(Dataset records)

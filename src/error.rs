// error.rs - player error taxonomy

use thiserror::Error;

/// Errors surfaced by the player core.
///
/// GPU and context failures are logged on the render thread and never cross it;
/// host-facing calls return the argument and lookup variants.
#[derive(Error, Debug, Clone, PartialEq)]
pub enum PlayerError {
    #[error("Shader compile failed: {0}")]
    ShaderCompile(String),
    #[error("Shader link failed: {0}")]
    ShaderLink(String),
    #[error("Graphics context init failed: {0}")]
    ContextInit(String),
    #[error("Video source not connected")]
    VideoSourceNotConnected,
    #[error("Video source disconnected")]
    VideoSourceDisconnected,
    #[error("Invalid argument: {0}")]
    InvalidArgument(String),
    #[error("Surface {0} not found")]
    SurfaceNotFound(u64),
    #[error("Present failed: {0}")]
    Present(String),
}

impl PlayerError {
    /// Numeric code reported to hosts that speak integer status codes.
    pub fn code(&self) -> i32 {
        match self {
            PlayerError::InvalidArgument(_) => -6001,
            PlayerError::SurfaceNotFound(_) => -6002,
            PlayerError::ContextInit(_) => -6003,
            PlayerError::ShaderCompile(_) => -6004,
            PlayerError::ShaderLink(_) => -6005,
            PlayerError::VideoSourceNotConnected => -6006,
            PlayerError::VideoSourceDisconnected => -6007,
            PlayerError::Present(_) => -6008,
        }
    }
}

pub type Result<T> = std::result::Result<T, PlayerError>;
#[cfg(test)]
mod tests {
    use super::*;
    use crate::context::WindowSlot;
    use crate::mock::{GpuCall, GpuLog, MockWindow, RecordingBackend};
    use crate::window::WindowRef;
    use std::sync::Arc;

    fn setup(width: u32, height: u32) -> (GpuContext, GpuLog, FrameRenderer) {
        let (backend, log) = RecordingBackend::new();
        let slot = Arc::new(WindowSlot::default());
        slot.set(Some(WindowRef::new(MockWindow::new(width, height))));
        let mut ctx = GpuContext::new(Box::new(backend), slot);
        ctx.prepare().unwrap();
        let mut renderer = FrameRenderer::new(&PlayerConfig::default());
        renderer.init_resources(&mut ctx);
        log.clear();
        (ctx, log, renderer)
    }

    fn vr_input() -> FrameInput {
        FrameInput {
            vr: VrConfig { enabled: true, ..VrConfig::default() },
            use_touch_control: true,
            ..FrameInput::default()
        }
    }

    #[test]
    fn stereo_frame_draws_both_eyes() {
        let (mut ctx, log, mut renderer) = setup(1001, 500);
        renderer.on_draw_frame(ctx.device(), &vr_input()).unwrap();

        let draws = log.draws();
        assert_eq!(draws.len(), 2);
        let left = draws[0].viewport.unwrap();
        let right = draws[1].viewport.unwrap();
        assert_eq!((left.x, right.x), (0, 500));
        assert_eq!(left.width + right.width, 1001);
        assert_eq!(draws[0].scissor, Some(left));
        assert_eq!(draws[0].distortion, Some([0.9, 0.1, 0.0, 0.0]));
        assert_ne!(draws[0].mvp, draws[1].mvp);
        assert_eq!(log.calls().last(), Some(&GpuCall::SetScissor(None)));
    }

    #[test]
    fn stereo_program_compiled_once_until_reset() {
        let (mut ctx, log, mut renderer) = setup(800, 400);
        let compiles = |log: &GpuLog| {
            log.count(|c| matches!(c, GpuCall::CreateProgram { label, .. } if label == "stereo"))
        };
        renderer.on_draw_frame(ctx.device(), &vr_input()).unwrap();
        renderer.on_draw_frame(ctx.device(), &vr_input()).unwrap();
        assert_eq!(compiles(&log), 1);

        renderer.apply_commands(&mut ctx, &[FrameCommand::ResetStereoProgram]);
        assert_eq!(log.count(|c| matches!(c, GpuCall::DeleteProgram(_))), 1);
        renderer.on_draw_frame(ctx.device(), &vr_input()).unwrap();
        assert_eq!(compiles(&log), 2);
    }

    #[test]
    fn failed_stereo_program_renders_black_and_is_not_retried() {
        let (backend, log) = RecordingBackend::new();
        backend.controls().fail_link("stereo");
        let mut ctx = GpuContext::new(Box::new(backend), Arc::new(WindowSlot::default()));
        ctx.prepare().unwrap();
        let mut renderer = FrameRenderer::new(&PlayerConfig::default());
        renderer.init_resources(&mut ctx);

        for _ in 0..3 {
            let result = renderer.on_draw_frame(ctx.device(), &vr_input());
            assert!(matches!(result, Err(PlayerError::ShaderLink(_))));
        }
        assert!(log.draws().is_empty());
        assert_eq!(log.calls().last(), Some(&GpuCall::Clear(BLACK)));

        // Mono is unaffected.
        renderer.on_draw_frame(ctx.device(), &FrameInput::default()).unwrap();
        assert_eq!(log.draws().len(), 1);
    }

    #[test]
    fn mono_uses_external_mvp_unless_touch() {
        let (mut ctx, log, mut renderer) = setup(640, 480);
        let external = Mat4::from_scale(glam::Vec3::splat(2.0));
        let input = FrameInput {
            external_mvp: Some(external),
            ..FrameInput::default()
        };
        renderer.on_draw_frame(ctx.device(), &input).unwrap();
        assert_eq!(log.draws()[0].mvp, Some(external.to_cols_array()));
        assert_eq!(log.draws()[0].viewport, Some(Rect::new(0, 0, 640, 480)));

        log.clear();
        let touch = FrameInput {
            use_touch_control: true,
            touch: Some(TouchRotation { delta_x: 30.0, delta_y: 0.0 }),
            ..input
        };
        renderer.on_draw_frame(ctx.device(), &touch).unwrap();
        let p = PlayerConfig::default().mono;
        let expected = mono_frustum(640.0 / 480.0, p.fov_scale, p.near, p.far)
            * Mat4::from_rotation_y((-30.0f32).to_radians())
            * Mat4::from_rotation_x(0.0);
        let got = Mat4::from_cols_array(&log.draws()[0].mvp.unwrap());
        assert!(got.abs_diff_eq(expected, 1e-5));
    }

    #[test]
    fn custom_viewport_and_scissor_only_outside_vr() {
        let (mut ctx, log, mut renderer) = setup(640, 480);
        let mut input = FrameInput::default();
        input.render_state.viewport = Some(Rect::new(10, 20, 100, 50));
        input.render_state.scissor = Rect::new(0, 0, 32, 32);
        input.render_state.scissor_enabled = true;
        renderer.on_draw_frame(ctx.device(), &input).unwrap();
        assert!(log.calls().contains(&GpuCall::SetViewport(Rect::new(10, 20, 100, 50))));
        assert!(log.calls().contains(&GpuCall::SetScissor(Some(Rect::new(0, 0, 32, 32)))));

        log.clear();
        input.vr.enabled = true;
        renderer.on_draw_frame(ctx.device(), &input).unwrap();
        assert!(!log.calls().contains(&GpuCall::SetViewport(Rect::new(10, 20, 100, 50))));
    }

    #[test]
    fn projection_mode_change_rebuilds_mesh() {
        let (mut ctx, log, mut renderer) = setup(640, 480);
        renderer.apply_commands(&mut ctx, &[FrameCommand::SetProjectionMode(ProjectionMode::Cube)]);
        let calls = log.calls();
        assert!(matches!(calls[0], GpuCall::DeleteMesh(_)));
        assert!(matches!(calls[1], GpuCall::CreateMesh { indices: 36, .. }));
        assert_eq!(renderer.projection_mode(), ProjectionMode::Cube);
    }

    #[test]
    fn unqueryable_surface_uses_default_size() {
        let (backend, _log) = RecordingBackend::new();
        let mut ctx = GpuContext::new(Box::new(backend), Arc::new(WindowSlot::default()));
        ctx.prepare().unwrap();
        let mut renderer = FrameRenderer::new(&PlayerConfig::default());
        renderer.init_resources(&mut ctx);
        assert_eq!(renderer.surface_size(), (1920, 1080));
    }

    #[test]
    fn release_frees_everything() {
        let (mut ctx, log, mut renderer) = setup(64, 64);
        renderer.on_draw_frame(ctx.device(), &vr_input()).unwrap();
        log.clear();
        let id = renderer.video_surface_id().unwrap();
        renderer.release(ctx.device());
        assert_eq!(log.count(|c| matches!(c, GpuCall::DeleteProgram(_))), 2);
        assert_eq!(log.count(|c| matches!(c, GpuCall::DeleteMesh(_))), 1);
        assert_eq!(log.count(|c| matches!(c, GpuCall::DeleteTexture(_))), 1);
        assert!(crate::video::connect(&id.to_string()).is_err());
    }
}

Your objective: What is wanted is every line from the first line of the entries through the line that contains "let slot = Arc::new(WindowSlot::default());", given again exactly.

Response for this exercise:
filename src/error.rs
// error.rs - player error taxonomy

use thiserror::Error;

/// Errors surfaced by the player core.
///
/// GPU and context failures are logged on the render thread and never cross it;
/// host-facing calls return the argument and lookup variants.
#[derive(Error, Debug, Clone, PartialEq)]
pub enum PlayerError {
    #[error("Shader compile failed: {0}")]
    ShaderCompile(String),
    #[error("Shader link failed: {0}")]
    ShaderLink(String),
    #[error("Graphics context init failed: {0}")]
    ContextInit(String),
    #[error("Video source not connected")]
    VideoSourceNotConnected,
    #[error("Video source disconnected")]
    VideoSourceDisconnected,
    #[error("Invalid argument: {0}")]
    InvalidArgument(String),
    #[error("Surface {0} not found")]
    SurfaceNotFound(u64),
    #[error("Present failed: {0}")]
    Present(String),
}

impl PlayerError {
    /// Numeric code reported to hosts that speak integer status codes.
    pub fn code(&self) -> i32 {
        match self {
            PlayerError::InvalidArgument(_) => -6001,
            PlayerError::SurfaceNotFound(_) => -6002,
            PlayerError::ContextInit(_) => -6003,
            PlayerError::ShaderCompile(_) => -6004,
            PlayerError::ShaderLink(_) => -6005,
            PlayerError::VideoSourceNotConnected => -6006,
            PlayerError::VideoSourceDisconnected => -6007,
            PlayerError::Present(_) => -6008,
        }
    }
}

pub type Result<T> = std::result::Result<T, PlayerError>;
#[cfg(test)]
mod tests {
    use super::*;
    use crate::context::WindowSlot;
    use crate::mock::{GpuCall, GpuLog, MockWindow, RecordingBackend};
    use crate::window::WindowRef;
    use std::sync::Arc;

    fn setup(width: u32, height: u32) -> (GpuContext, GpuLog, FrameRenderer) {
        let (backend, log) = RecordingBackend::new();
        let slot = Arc::new(WindowSlot::default());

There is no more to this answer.